IL VANGELO STRABICO
XXI Domenica Tempo Ordinario – A
(Isaia 22,19-23; Romani 11,33-36; Matteo 16,13-20)
A cura di Benito Giorgetta
Chi sono io per te? Ci chiede Gesù
Ascoltiamo il Vangelo:
“In quel tempo, Gesù, giunto nella regione di Cesarèa di Filippo, domandò ai suoi discepoli: «La gente, chi dice che sia il Figlio dell’uomo?». Risposero: «Alcuni dicono Giovanni il Battista, altri Elìa, altri Geremìa o qualcuno dei profeti». Disse loro: «Ma voi, chi dite che io sia?». Rispose Simon Pietro: «Tu sei il Cristo, il Figlio del Dio vivente». E Gesù gli disse: «Beato sei tu, Simone, figlio di Giona, perché né carne né sangue te lo hanno rivelato, ma il Padre mio che è nei cieli. E io a te dico: tu sei Pietro e su questa pietra edificherò la mia Chiesa e le potenze degli inferi non prevarranno su di essa. A te darò le chiavi del regno dei cieli: tutto ciò che legherai sulla terra sarà legato nei cieli, e tutto ciò che scioglierai sulla terra sarà sciolto nei cieli». Allora ordinò ai discepoli di non dire ad alcuno che egli era il Cristo.

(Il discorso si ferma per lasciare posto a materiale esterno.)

//! `pipex` is an internal HTTP pipeline runtime for control-plane API SDKs.
//!
//! Requests flow through an ordered chain of policies — request stamping,
//! redirects, bounded retry with backoff, logging, tracing, content
//! decoding — terminated by a pluggable transport. On top of the pipeline
//! sit the two request shapes control planes need: resumable long-running
//! operations and cursor-paginated listings.
//!
//! # Quick Start
//!
//! ```no_run
//! use std::time::Duration;
//! use pipex::prelude::*;
//!
//! #[tokio::main]
//! async fn main() -> Result<(), Box<dyn std::error::Error>> {
//!     let pipeline = Pipeline::builder()
//!         .client_name("widgets-sdk")
//!         .api_version("2023-06-01")
//!         .retry(
//!             RetryPolicy::standard()
//!                 .max_attempts(4)
//!                 .base_backoff(Duration::from_millis(200)),
//!         )
//!         .build()?;
//!
//!     let context = Context::new();
//!     let request = Request::get("https://api.example.com/v1/widgets/w1");
//!
//!     // Await the handle directly, or use it as a scoped acquisition that
//!     // releases the connection on every exit path.
//!     let mut handle = pipeline.send(&context, request);
//!     {
//!         let scoped = handle.scoped().await?;
//!         println!("status={}", scoped.status());
//!     }
//!     Ok(())
//! }
//! ```
//!
//! # Recommended Defaults
//!
//! - Use `RetryPolicy::standard()` for SDK traffic.
//! - Give every call a `Context` with a deadline or cancellation token.
//! - For `POST` retries, always set `idempotency_key(...)`.

pub(crate) const IDEMPOTENCY_KEY_HEADER: &str = "idempotency-key";

pub mod blocking;
mod context;
mod decode;
mod error;
mod handle;
mod lro;
mod paging;
mod pipeline;
mod policy;
mod request;
mod response;
mod retry;
mod transport;
mod util;

pub use tokio_util::sync::CancellationToken;

pub use crate::context::Context;
pub use crate::decode::ContentDecodePolicy;
pub use crate::error::{Error, ErrorCode, HttpErrorKind, TransportErrorKind};
pub use crate::handle::{ResponseHandle, ScopedResponse};
pub use crate::lro::{
    BodyStatus, HttpStatus, OperationState, OperationStatus, Poller, PollerOptions,
    ResultDeserializer, StatusStrategy, json_deserializer,
};
pub use crate::paging::{Page, PageExtractor, Pager, PagerStream, json_page_extractor};
pub use crate::pipeline::{Pipeline, PipelineBuilder};
pub use crate::policy::{
    HeadersPolicy, LoggingPolicy, Policy, RedirectPolicy, RequestIdPolicy, TracingPolicy,
    UserAgentPolicy, send_next,
};
pub use crate::request::{Body, CallOptions, Request, ResponseMode, SharedStream};
pub use crate::response::{Response, ResponseBody, StreamingBody};
pub use crate::retry::{RetryAttempts, RetryPolicy};
pub use crate::transport::{HyperTransport, Transport};

pub type PipexResult<T> = std::result::Result<T, Error>;

pub mod prelude {
    pub use crate::{
        BodyStatus, CancellationToken, Context, Error, ErrorCode, HttpErrorKind, OperationStatus,
        Page, Pager, Pipeline, PipelineBuilder, PipexResult, Policy, Poller, PollerOptions,
        RedirectPolicy, Request, Response, ResponseHandle, ResponseMode, RetryPolicy, Transport,
        TransportErrorKind, json_deserializer, json_page_extractor,
    };
}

La curiosità di Gesù di sapere cosa pensa la gente di lui è ampiamente soddisfatta da ciò che i discepoli gli raccontano. Tutti giudizi lusinghieri, giacché lo paragonano ai più grandi della loro storia profetica: “Giovanni il Battista, Elia, Geremia o uno dei profeti”. Ma Gesù va oltre, li coinvolge, e chiede direttamente a loro: “Ma voi chi dite che io sia?”. Come sempre a Gesù interessa la singola persona. Il rapporto con lui non è qualcosa da raccontare perché colto dagli altri, deve passare per il proprio cuore, le scelte fatte e la vita vissuta in sua compagnia, l’esperienza.
Alla provocazione di Gesù, però, risponde solo Pietro e dichiara che lui è la presenza di Dio in mezzo al popolo, è l’inviato, il messia, l’atteso. Risposta perfetta che racconta tutta la verità. E’ la risposta più fedele e completa, tanto che Gesù rivela che non è la sua capacità umana ad averla concepita, quanto piuttosto una ispirazione divina. Ma poi aggiunge subito che sulla solidità, sulla verità della sua risposta, come atto di fede, Lui fonderà tutta la sua chiesa. Essa sarà edificata a partire da questo attestato per ramificare la sua presenza ed estendere il suo sguardo al di là dei confini geografici dove il tutto stava accadendo. Proprio perché lui è l’inviato, l’unto, non può essere imprigionato in quella regione ma deve appartenere a tutti, e, perché questo possa accadere, ha bisogno che quella testimonianza data sia perpetuata nel tempo e consegnata a tutti le generazioni che seguiranno. Per questo Gesù afferma che Pietro è la roccia e a lui consegna le chiavi in segno di quella responsabilità di conduzione e primariato a lui assegnato perché si faccia carico di far giungere l’eco della sua testimonianza fino agli estremi confini della terra e per tutto il tempo che il mondo esisterà.
Ma oggi Gesù chiede anche a noi: “chi sono io per te?”. Occorre interrogarsi e dare una risposta. Una risposta che abbia il gusto e il sapore non tanto del sapere teologico, dell’infatuazione che si può avere per un personaggio storico ma per quello che sperimentiamo e viviamo nella nostra vita di ogni giorno, nelle lotte e nelle speranze, nelle delusioni e nelle ricerche, nelle sconfitte e nei traguardi. Cristo come vive in me? Mi fa gustare quell’amore che il Padre suo e mio è venuto a donarmi attraverso il suo sacrificio sulla croce? La mia vita quando è seppellita, offuscata dalla sofferenza riesce a risorgere perché lui ha vinto la morte? Gli altri possono fare della mia testimonianza una roccia su cui costruire la loro fede? Io sono la chiave che apre le porte dell’esistenza, le porte chiuse di coloro che sono imprigionati in se stessi, nelle debolezze e nelle lotte? Ecco, occorre rispondere ancora oggi a Cristo che ci chiede: “chi sono io per te?”.